The characterization of the pore systems of shales still constitutes a major challenge although substantial effort has been dedicated to this research (e.g. [18]), and some progress has been made in recent years. However, there are still major uncertainties regarding pore interconnectivity, accessibility, contribution of “closed” pores to the total pore volume, and upscaling of laboratory data.

From a petrophysical and economical point of view, the effective or “open” (accessible; interconnected) porosity is of prime interest. It can be subdivided into the transport porosity constituting the main interconnected fluid transport pathways and the storage porosity (e.g. dead-end pores) branching off from the main interconnected fluid transport pathways. Rocks may also possess certain amounts of pores with restricted access. These become accessible only upon destruction of the rock fabric by grinding or milling. Figure 1 schematically shows that a clear and unambiguous determination of “pore volume” is not possible for shales. Pore volumes and grain densities measured in the laboratory depend on the method used and on the particle size of the samples. We therefore use the term “apparent grain density” for the density measured by helium pycnometry on intact “bulk” samples where the original rock fabric is largely preserved.

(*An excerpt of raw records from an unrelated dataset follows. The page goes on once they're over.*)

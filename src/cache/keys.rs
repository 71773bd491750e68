//! Cache key construction.
//!
//! Keys are grouped by family prefix so a revalidated site path can be mapped
//! onto the entries it should drop.

use crate::application::repos::{LibraryQueryFilter, PageRange};
use crate::domain::types::SortBy;

pub const LIBRARIES_PREFIX: &str = "libraries-";
pub const FRAMEWORKS_PREFIX: &str = "frameworks-";
pub const NPM_STATS_PREFIX: &str = "npm-stats-";
pub const NPM_DETAILS_PREFIX: &str = "npm-details-";

pub fn library_list(sort: SortBy, filter: &LibraryQueryFilter, range: PageRange) -> String {
    let mut key = format!(
        "{LIBRARIES_PREFIX}list-{}-{}:{}",
        sort.as_str(),
        range.start,
        range.end
    );
    if let Some(min) = filter.min_components {
        key.push_str(&format!("-c{min}"));
    }
    if let Some(min) = filter.min_downloads {
        key.push_str(&format!("-d{min}"));
    }
    if let Some(days) = filter.updated_within_days {
        key.push_str(&format!("-u{days}"));
    }
    // Free-text values are length-prefixed so no value can spill into the next field.
    if let Some(framework) = filter.framework.as_deref() {
        key.push_str(&format!("-f{}:{framework}", framework.len()));
    }
    if let Some(search) = filter.search.as_deref() {
        let search = search.to_lowercase();
        key.push_str(&format!("-q{}:{search}", search.len()));
    }
    key
}

pub fn library_detail(slug: &str) -> String {
    format!("{LIBRARIES_PREFIX}detail-{slug}")
}

pub fn framework_list(sort: SortBy, range: PageRange) -> String {
    format!(
        "{FRAMEWORKS_PREFIX}list-{}-{}:{}",
        sort.as_str(),
        range.start,
        range.end
    )
}

pub fn framework_detail(slug: &str) -> String {
    format!("{FRAMEWORKS_PREFIX}detail-{slug}")
}

pub fn npm_stats(package: &str, window_days: u32) -> String {
    format!("{NPM_STATS_PREFIX}{package}-{window_days}")
}

pub fn npm_details(package: &str) -> String {
    format!("{NPM_DETAILS_PREFIX}{package}")
}

/// Local cache entries affected by purging one site path.
#[derive(Debug, Clone, PartialEq, Eq)]
pub enum InvalidationScope {
    All,
    Prefix(String),
}

/// Map a normalized site path (`/libraries/shadcn`) onto cache prefixes.
pub fn scopes_for_path(path: &str) -> Vec<InvalidationScope> {
    let trimmed = path.trim_end_matches('*').trim_end_matches('/');
    let mut segments = trimmed.trim_start_matches('/').splitn(2, '/');
    let section = segments.next().unwrap_or_default();
    let slug = segments.next().filter(|rest| !rest.is_empty());

    match (section, slug) {
        ("", _) => vec![InvalidationScope::All],
        ("libraries" | "library", None) => {
            vec![InvalidationScope::Prefix(LIBRARIES_PREFIX.to_string())]
        }
        ("libraries" | "library", Some(slug)) => vec![
            InvalidationScope::Prefix(library_detail(slug)),
            InvalidationScope::Prefix(format!("{LIBRARIES_PREFIX}list-")),
            InvalidationScope::Prefix(format!("{FRAMEWORKS_PREFIX}detail-")),
        ],
        ("frameworks" | "framework", None) => vec![
            InvalidationScope::Prefix(FRAMEWORKS_PREFIX.to_string()),
            InvalidationScope::Prefix(format!("{LIBRARIES_PREFIX}list-")),
        ],
        ("frameworks" | "framework", Some(slug)) => vec![
            InvalidationScope::Prefix(framework_detail(slug)),
            InvalidationScope::Prefix(format!("{FRAMEWORKS_PREFIX}list-")),
        ],
        _ => Vec::new(),
    }
}
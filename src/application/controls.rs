//! Headless filter, sort and pagination state for directory listings.
//!
//! A [`ControlStore`] owns one state record, mirrors it into a key-value
//! [`StateStorage`] as JSON and publishes every change on a `watch` channel so
//! list views can re-derive their visible rows from an already-fetched page.

use std::cmp::Ordering;
use std::collections::HashMap;
use std::sync::{Arc, Mutex};

use serde::{Deserialize, Serialize, de::DeserializeOwned};
use time::{Duration, OffsetDateTime};
use tokio::sync::watch;
use tracing::warn;

use crate::application::repos::{LibraryQueryFilter, PageRange};
use crate::cache::lock::mutex_lock;
use crate::domain::entities::{LibraryRecord, LibrarySummary};
use crate::domain::types::{SortBy, SortDirection};

const SOURCE: &str = "application::controls";

/// Key-value persistence for control state.
pub trait StateStorage: Send + Sync {
    fn get(&self, key: &str) -> Option<String>;
    fn set(&self, key: &str, value: String);
    fn remove(&self, key: &str);
}

#[derive(Debug, Default)]
pub struct MemoryStorage {
    values: Mutex<HashMap<String, String>>,
}

impl MemoryStorage {
    pub fn new() -> Self {
        Self::default()
    }
}

impl StateStorage for MemoryStorage {
    fn get(&self, key: &str) -> Option<String> {
        mutex_lock(&self.values, SOURCE, "get").get(key).cloned()
    }

    fn set(&self, key: &str, value: String) {
        mutex_lock(&self.values, SOURCE, "set").insert(key.to_string(), value);
    }

    fn remove(&self, key: &str) {
        mutex_lock(&self.values, SOURCE, "remove").remove(key);
    }
}

/// A state record that can live in a [`ControlStore`].
pub trait ControlState:
    Serialize + DeserializeOwned + Clone + Default + PartialEq + Send + Sync + 'static
{
    const STORAGE_KEY: &'static str;
}

pub struct ControlStore<S: ControlState> {
    storage: Arc<dyn StateStorage>,
    sender: watch::Sender<S>,
}

impl<S: ControlState> ControlStore<S> {
    pub fn new(storage: Arc<dyn StateStorage>) -> Self {
        let (sender, _) = watch::channel(S::default());
        Self { storage, sender }
    }

    /// Load the persisted override and broadcast it.
    ///
    /// Missing or unreadable values fall back to the defaults.
    pub fn mount(&self) -> S {
        let state = match self.storage.get(S::STORAGE_KEY) {
            Some(raw) => serde_json::from_str(&raw).unwrap_or_else(|err| {
                warn!(
                    target = "uidir::controls",
                    key = S::STORAGE_KEY,
                    error = %err,
                    "discarding unreadable persisted state"
                );
                S::default()
            }),
            None => S::default(),
        };
        self.sender.send_replace(state.clone());
        state
    }

    pub fn current(&self) -> S {
        self.sender.borrow().clone()
    }

    pub fn subscribe(&self) -> watch::Receiver<S> {
        self.sender.subscribe()
    }

    /// Mutate the state, write it through to storage and broadcast it.
    pub fn update(&self, mutate: impl FnOnce(&mut S)) -> S {
        self.sender.send_modify(mutate);
        let state = self.current();
        match serde_json::to_string(&state) {
            Ok(raw) => self.storage.set(S::STORAGE_KEY, raw),
            Err(err) => warn!(
                target = "uidir::controls",
                key = S::STORAGE_KEY,
                error = %err,
                "failed to persist state"
            ),
        }
        state
    }

    /// Forget the persisted override and broadcast the defaults.
    pub fn reset(&self) -> S {
        self.storage.remove(S::STORAGE_KEY);
        let state = S::default();
        self.sender.send_replace(state.clone());
        state
    }
}

#[derive(Debug, Clone, Copy, PartialEq, Eq, Default, Serialize, Deserialize)]
#[serde(rename_all = "snake_case")]
pub enum PricingFilter {
    #[default]
    All,
    Free,
    Paid,
    Freemium,
}

#[derive(Debug, Clone, PartialEq, Eq, Default, Serialize, Deserialize)]
#[serde(default, rename_all = "camelCase")]
pub struct FilterState {
    pub min_components: Option<u32>,
    pub min_downloads: Option<u64>,
    pub last_updated_days: Option<u32>,
    pub min_stars: Option<u64>,
    pub framework: Option<String>,
    pub pricing: PricingFilter,
    pub search: Option<String>,
    /// Lower-case feature names (`styling`, `typescript`, ...).
    pub tags: Vec<String>,
}

impl ControlState for FilterState {
    const STORAGE_KEY: &'static str = "ui-library-filters";
}

impl FilterState {
    pub fn toggle_tag(&mut self, tag: &str) {
        let tag = tag.trim().to_lowercase();
        if let Some(position) = self.tags.iter().position(|existing| *existing == tag) {
            self.tags.remove(position);
        } else if !tag.is_empty() {
            self.tags.push(tag);
        }
    }

    pub fn matches(&self, summary: &LibrarySummary, now: OffsetDateTime) -> bool {
        let library = &summary.library;

        if let Some(min) = self.min_components {
            let count = library.total_components.unwrap_or(0);
            if i64::from(count) < i64::from(min) {
                return false;
            }
        }
        if let Some(min) = self.min_downloads {
            if !at_least(library.npm_downloads, min) {
                return false;
            }
        }
        if let Some(min) = self.min_stars {
            if !at_least(library.github_stars, min) {
                return false;
            }
        }
        if let Some(days) = self.last_updated_days {
            let cutoff = now - Duration::days(i64::from(days));
            match library.last_update {
                Some(updated) if updated >= cutoff => {}
                _ => return false,
            }
        }
        if let Some(framework) = non_blank(&self.framework) {
            if !summary.supports_framework(framework) {
                return false;
            }
        }
        if !pricing_matches(self.pricing, library.pricing.as_deref()) {
            return false;
        }
        if let Some(search) = non_blank(&self.search) {
            if !search_matches(library, search) {
                return false;
            }
        }
        self.tags.iter().all(|tag| feature_matches(library, tag))
    }

    /// Narrow `page` to the rows this filter accepts.
    pub fn apply<'a>(
        &self,
        page: &'a [LibrarySummary],
        now: OffsetDateTime,
    ) -> Vec<&'a LibrarySummary> {
        page.iter()
            .filter(|summary| self.matches(summary, now))
            .collect()
    }

    /// The subset of this filter the listing endpoint evaluates server-side.
    pub fn to_query(&self) -> LibraryQueryFilter {
        LibraryQueryFilter {
            min_components: self.min_components,
            min_downloads: self.min_downloads,
            updated_within_days: self.last_updated_days,
            framework: non_blank(&self.framework).map(str::to_string),
            search: non_blank(&self.search).map(str::to_string),
        }
    }
}

impl From<&FilterState> for LibraryQueryFilter {
    fn from(state: &FilterState) -> Self {
        state.to_query()
    }
}

fn at_least(value: Option<i64>, min: u64) -> bool {
    let value = value.unwrap_or(0).max(0) as u64;
    value >= min
}

fn non_blank(value: &Option<String>) -> Option<&str> {
    value
        .as_deref()
        .map(str::trim)
        .filter(|value| !value.is_empty())
}

fn pricing_matches(filter: PricingFilter, pricing: Option<&str>) -> bool {
    let wanted = match filter {
        PricingFilter::All => return true,
        PricingFilter::Free => "free",
        PricingFilter::Paid => "paid",
        PricingFilter::Freemium => "freemium",
    };
    pricing.is_some_and(|value| value.trim().eq_ignore_ascii_case(wanted))
}

fn search_matches(library: &LibraryRecord, search: &str) -> bool {
    let needle = search.to_lowercase();
    [
        Some(library.name.as_str()),
        Some(library.title.as_str()),
        library.description.as_deref(),
    ]
    .into_iter()
    .flatten()
    .any(|field| field.to_lowercase().contains(&needle))
}

fn feature_matches(library: &LibraryRecord, tag: &str) -> bool {
    match tag {
        "styling" if library.styling.is_some() => true,
        "customization" if library.customization.is_some() => true,
        _ => [
            library.styling.as_deref(),
            library.customization.as_deref(),
            library.description.as_deref(),
        ]
        .into_iter()
        .flatten()
        .any(|field| field.to_lowercase().contains(tag)),
    }
}

#[derive(Debug, Clone, Copy, PartialEq, Eq, Serialize, Deserialize)]
pub struct SortState {
    pub field: SortBy,
    pub direction: SortDirection,
}

impl Default for SortState {
    fn default() -> Self {
        Self {
            field: SortBy::Popular,
            direction: SortDirection::Desc,
        }
    }
}

impl ControlState for SortState {
    const STORAGE_KEY: &'static str = "ui-library-sort";
}

impl SortState {
    /// Selecting the active descending field flips it to ascending; anything
    /// else selects the field descending.
    pub fn select(&mut self, field: SortBy) {
        if self.field == field {
            self.direction = self.direction.flipped();
        } else {
            self.field = field;
            self.direction = SortDirection::Desc;
        }
    }

    /// Order `rows` in place; rows missing the sort value go last either way.
    pub fn apply(&self, rows: &mut [LibrarySummary]) {
        rows.sort_by(|left, right| self.compare(&left.library, &right.library));
    }

    fn compare(&self, left: &LibraryRecord, right: &LibraryRecord) -> Ordering {
        match self.field {
            SortBy::Popular => self.nulls_last(left.github_stars, right.github_stars),
            SortBy::Latest => self.nulls_last(left.last_update, right.last_update),
            SortBy::Components => self.nulls_last(left.total_components, right.total_components),
            SortBy::Downloads => self.nulls_last(left.npm_downloads, right.npm_downloads),
            SortBy::Name => self.directed(left.name.to_lowercase().cmp(&right.name.to_lowercase())),
        }
    }

    fn nulls_last<T: Ord>(&self, left: Option<T>, right: Option<T>) -> Ordering {
        match (left, right) {
            (Some(left), Some(right)) => self.directed(left.cmp(&right)),
            (Some(_), None) => Ordering::Less,
            (None, Some(_)) => Ordering::Greater,
            (None, None) => Ordering::Equal,
        }
    }

    fn directed(&self, ordering: Ordering) -> Ordering {
        match self.direction {
            SortDirection::Asc => ordering,
            SortDirection::Desc => ordering.reverse(),
        }
    }
}

/// One slot in a pagination control.
#[derive(Debug, Clone, Copy, PartialEq, Eq)]
pub enum PageItem {
    Page(u32),
    Gap,
}

#[derive(Debug, Clone, Copy, PartialEq, Eq, Serialize, Deserialize)]
#[serde(default, rename_all = "camelCase")]
pub struct PaginationState {
    pub total_items: u64,
    pub items_per_page: u32,
    pub current_page: u32,
}

impl Default for PaginationState {
    fn default() -> Self {
        Self {
            total_items: 0,
            items_per_page: 20,
            current_page: 1,
        }
    }
}

impl ControlState for PaginationState {
    const STORAGE_KEY: &'static str = "ui-library-pagination";
}

impl PaginationState {
    pub fn total_pages(&self) -> u32 {
        let per_page = u64::from(self.items_per_page.max(1));
        let pages = self.total_items.div_ceil(per_page);
        u32::try_from(pages).unwrap_or(u32::MAX)
    }

    /// Move to `page` when it exists; returns whether the page changed.
    pub fn go_to(&mut self, page: u32) -> bool {
        if page < 1 || page > self.total_pages() || page == self.current_page {
            return false;
        }
        self.current_page = page;
        true
    }

    /// Replace the item count, keeping the current page in range.
    pub fn set_total(&mut self, total_items: u64) {
        self.total_items = total_items;
        self.current_page = self.current_page.clamp(1, self.total_pages().max(1));
    }

    /// Row range for the listing endpoint.
    pub fn range(&self) -> PageRange {
        let per_page = self.items_per_page.clamp(1, PageRange::MAX_WIDTH);
        let start = self.current_page.saturating_sub(1).saturating_mul(per_page);
        PageRange {
            start,
            end: start.saturating_add(per_page - 1),
        }
    }

    /// First, last, and the pages around the current one, with gaps between.
    /// Empty when everything fits on one page.
    pub fn window(&self) -> Vec<PageItem> {
        let total = self.total_pages();
        if total <= 1 {
            return Vec::new();
        }

        let current = self.current_page.clamp(1, total);
        let start = current.saturating_sub(1).max(2);
        let end = (current + 1).min(total - 1);

        let mut items = vec![PageItem::Page(1)];
        if start > 2 {
            items.push(PageItem::Gap);
        }
        items.extend((start..=end).map(PageItem::Page));
        if end < total - 1 {
            items.push(PageItem::Gap);
        }
        items.push(PageItem::Page(total));
        items
    }
}
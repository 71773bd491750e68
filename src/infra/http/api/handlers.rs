use std::str::FromStr;

use axum::Json;
use axum::body::Bytes;
use axum::extract::{Path, Query, State};
use axum::http::header::{ALLOW, AUTHORIZATION};
use axum::http::{HeaderMap, HeaderValue, Method, StatusCode};
use axum::response::{IntoResponse, Response};

use crate::application::directory::DirectoryError;
use crate::application::repos::{LibraryQueryFilter, PageRange, RepoError};
use crate::application::revalidation::RevalidationError;
use crate::domain::types::{PackageName, SortBy, StatsWindow};

use super::error::{ApiError, codes};
use super::models::*;
use super::state::ApiState;

pub async fn list_libraries(
    State(state): State<ApiState>,
    Query(query): Query<LibraryListQuery>,
) -> Result<impl IntoResponse, ApiError> {
    let range = parse_range(query.start.as_deref(), query.end.as_deref())?;
    let sort = SortBy::parse_or_default(query.sort_by.as_deref());
    let filter = LibraryQueryFilter {
        min_components: parse_number("minComponents", query.min_components.as_deref())?,
        min_downloads: parse_number("minDownloads", query.min_downloads.as_deref())?,
        updated_within_days: parse_number("updatedWithin", query.updated_within.as_deref())?,
        framework: non_empty(query.framework),
        search: non_empty(query.search),
    };

    let page = state
        .directory
        .list_libraries(sort, &filter, range)
        .await
        .map_err(directory_to_api)?;

    Ok(Json(LibraryListResponse {
        libraries: page.libraries,
        total: page.total,
    }))
}

pub async fn get_library(
    State(state): State<ApiState>,
    Path(slug): Path<String>,
    Query(query): Query<WindowQuery>,
) -> Result<impl IntoResponse, ApiError> {
    let window = parse_window(&state, query.window.as_deref())?;
    let detail = state
        .directory
        .library_detail(&slug, window)
        .await
        .map_err(directory_to_api)?;
    Ok(Json(detail))
}

pub async fn list_frameworks(
    State(state): State<ApiState>,
    Query(query): Query<FrameworkListQuery>,
) -> Result<impl IntoResponse, ApiError> {
    let range = parse_range(query.start.as_deref(), query.end.as_deref())?;
    let sort = SortBy::parse_or_default(query.sort_by.as_deref());
    let page = state
        .directory
        .list_frameworks(sort, range)
        .await
        .map_err(directory_to_api)?;
    Ok(Json(page))
}

pub async fn get_framework(
    State(state): State<ApiState>,
    Path(slug): Path<String>,
    Query(query): Query<WindowQuery>,
) -> Result<impl IntoResponse, ApiError> {
    let window = parse_window(&state, query.window.as_deref())?;
    let detail = state
        .directory
        .framework_detail(&slug, window)
        .await
        .map_err(directory_to_api)?;
    Ok(Json(detail))
}

pub async fn package_stats(
    State(state): State<ApiState>,
    Path(package): Path<String>,
    Query(query): Query<WindowQuery>,
) -> Result<impl IntoResponse, ApiError> {
    let window = parse_window(&state, query.window.as_deref())?;
    let package = PackageName::parse(&package).map_err(|err| {
        ApiError::new(
            StatusCode::BAD_REQUEST,
            codes::INVALID_PACKAGE,
            "Invalid package name",
            Some(err.to_string()),
        )
    })?;
    let panel = state.directory.stats().panel(&package, window).await;
    Ok(Json(panel))
}

pub async fn revalidate(
    State(state): State<ApiState>,
    method: Method,
    headers: HeaderMap,
    body: Bytes,
) -> Response {
    let bearer = headers
        .get(AUTHORIZATION)
        .and_then(|value| value.to_str().ok())
        .and_then(|value| value.strip_prefix("Bearer "));

    match state.revalidation.trigger(&method, bearer, &body).await {
        Ok(outcome) => Json(outcome).into_response(),
        Err(RevalidationError::MethodNotAllowed) => {
            let mut response = ApiError::new(
                StatusCode::METHOD_NOT_ALLOWED,
                codes::METHOD_NOT_ALLOWED,
                "Method not allowed",
                Some(format!("{method} is not supported; use POST")),
            )
            .into_response();
            response
                .headers_mut()
                .insert(ALLOW, HeaderValue::from_static("POST"));
            response
        }
        Err(err) => revalidation_to_api(err).into_response(),
    }
}

fn revalidation_to_api(err: RevalidationError) -> ApiError {
    match err {
        RevalidationError::MethodNotAllowed => ApiError::new(
            StatusCode::METHOD_NOT_ALLOWED,
            codes::METHOD_NOT_ALLOWED,
            "Method not allowed",
            None,
        ),
        RevalidationError::SecretMissing => ApiError::new(
            StatusCode::INTERNAL_SERVER_ERROR,
            codes::CONFIGURATION,
            "Revalidation secret not configured",
            None,
        ),
        RevalidationError::Unauthorized => ApiError::unauthorized(),
        RevalidationError::InvalidPaths => ApiError::new(
            StatusCode::BAD_REQUEST,
            codes::INVALID_PATHS,
            "Invalid or missing paths",
            Some("expected a JSON body of the form {\"paths\": [\"/path\"]}".to_string()),
        ),
        RevalidationError::PurgerMissing => ApiError::new(
            StatusCode::INTERNAL_SERVER_ERROR,
            codes::CONFIGURATION,
            "Purge backend not configured",
            None,
        ),
    }
}

fn directory_to_api(err: DirectoryError) -> ApiError {
    match err {
        DirectoryError::NotFound { entity, slug } => {
            let message = if entity == "library" {
                "Library not found"
            } else {
                "Framework not found"
            };
            ApiError::not_found(message, Some(slug))
        }
        DirectoryError::Repo(repo) => repo_to_api(repo),
    }
}

fn repo_to_api(err: RepoError) -> ApiError {
    match err {
        RepoError::NotFound => ApiError::not_found("Resource not found", None),
        RepoError::InvalidInput { message } => ApiError::new(
            StatusCode::BAD_REQUEST,
            codes::INVALID_INPUT,
            "Invalid input",
            Some(message),
        ),
        RepoError::Timeout => ApiError::new(
            StatusCode::SERVICE_UNAVAILABLE,
            codes::DB_TIMEOUT,
            "Database timeout",
            None,
        ),
        err if err.is_transient() => ApiError::new(
            StatusCode::SERVICE_UNAVAILABLE,
            codes::UNAVAILABLE,
            "Data store unavailable",
            None,
        )
        .with_detail(err.to_string()),
        err => ApiError::new(
            StatusCode::INTERNAL_SERVER_ERROR,
            codes::REPO,
            "Persistence error",
            None,
        )
        .with_detail(err.to_string()),
    }
}

fn parse_range(start: Option<&str>, end: Option<&str>) -> Result<PageRange, ApiError> {
    let start = parse_number::<u32>("start", start)?.unwrap_or(0);
    let end = parse_number::<u32>("end", end)?
        .unwrap_or_else(|| start.saturating_add(PageRange::DEFAULT_END));
    PageRange::new(start, end).map_err(|err| {
        ApiError::new(
            StatusCode::BAD_REQUEST,
            codes::INVALID_RANGE,
            "Invalid range",
            Some(err.to_string()),
        )
    })
}

fn parse_window(state: &ApiState, raw: Option<&str>) -> Result<StatsWindow, ApiError> {
    match parse_number::<u32>("window", raw)? {
        Some(days) => StatsWindow::try_from(days)
            .map_err(|err| ApiError::bad_request("Invalid window", Some(err.to_string()))),
        None => Ok(state.directory.stats().default_window()),
    }
}

fn parse_number<T: FromStr>(name: &str, raw: Option<&str>) -> Result<Option<T>, ApiError> {
    let Some(raw) = raw.map(str::trim).filter(|raw| !raw.is_empty()) else {
        return Ok(None);
    };
    raw.parse::<T>().map(Some).map_err(|_| {
        ApiError::bad_request(
            "Invalid query parameter",
            Some(format!("`{name}` must be a non-negative integer, got `{raw}`")),
        )
    })
}

fn non_empty(value: Option<String>) -> Option<String> {
    value
        .map(|value| value.trim().to_string())
        .filter(|value| !value.is_empty())
}

#[cfg(test)]
mod tests {
    use super::*;

    #[test]
    fn range_defaults_to_first_page() {
        assert_eq!(parse_range(None, None).expect("range"), PageRange::default());
        let shifted = parse_range(Some("40"), None).expect("range");
        assert_eq!((shifted.start, shifted.end), (40, 59));
    }

    #[test]
    fn malformed_ranges_are_bad_requests() {
        for (start, end) in [(Some("5"), Some("4")), (Some("0"), Some("100")), (Some("-1"), None)] {
            let err = parse_range(start, end).expect_err("rejected");
            assert_eq!(err.status(), StatusCode::BAD_REQUEST);
        }
    }

    #[test]
    fn transient_repo_errors_are_unavailable() {
        assert_eq!(
            repo_to_api(RepoError::transient("connection reset")).status(),
            StatusCode::SERVICE_UNAVAILABLE
        );
        assert_eq!(
            repo_to_api(RepoError::from_persistence("syntax error")).status(),
            StatusCode::INTERNAL_SERVER_ERROR
        );
        assert_eq!(
            directory_to_api(DirectoryError::NotFound {
                entity: "framework",
                slug: "solid".into(),
            })
            .status(),
            StatusCode::NOT_FOUND
        );
    }
}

In combination with the “bulk density” of the rock sample, the “apparent pore volume” fraction can be determined. Both, apparent grain and apparent pore volume, are not intrinsic properties and can change upon particle size reduction. They also may vary depending on equilibration time, utilization of different gases, and sample pretreatment (e.g. drying procedure and solvent extraction). The “true grain volume” is an intrinsic rock property and is defined as the volume (of the mineral and organic matter) after removal of all enclosed pores and fluids. This is typically achieved by grinding to very small particle sizes.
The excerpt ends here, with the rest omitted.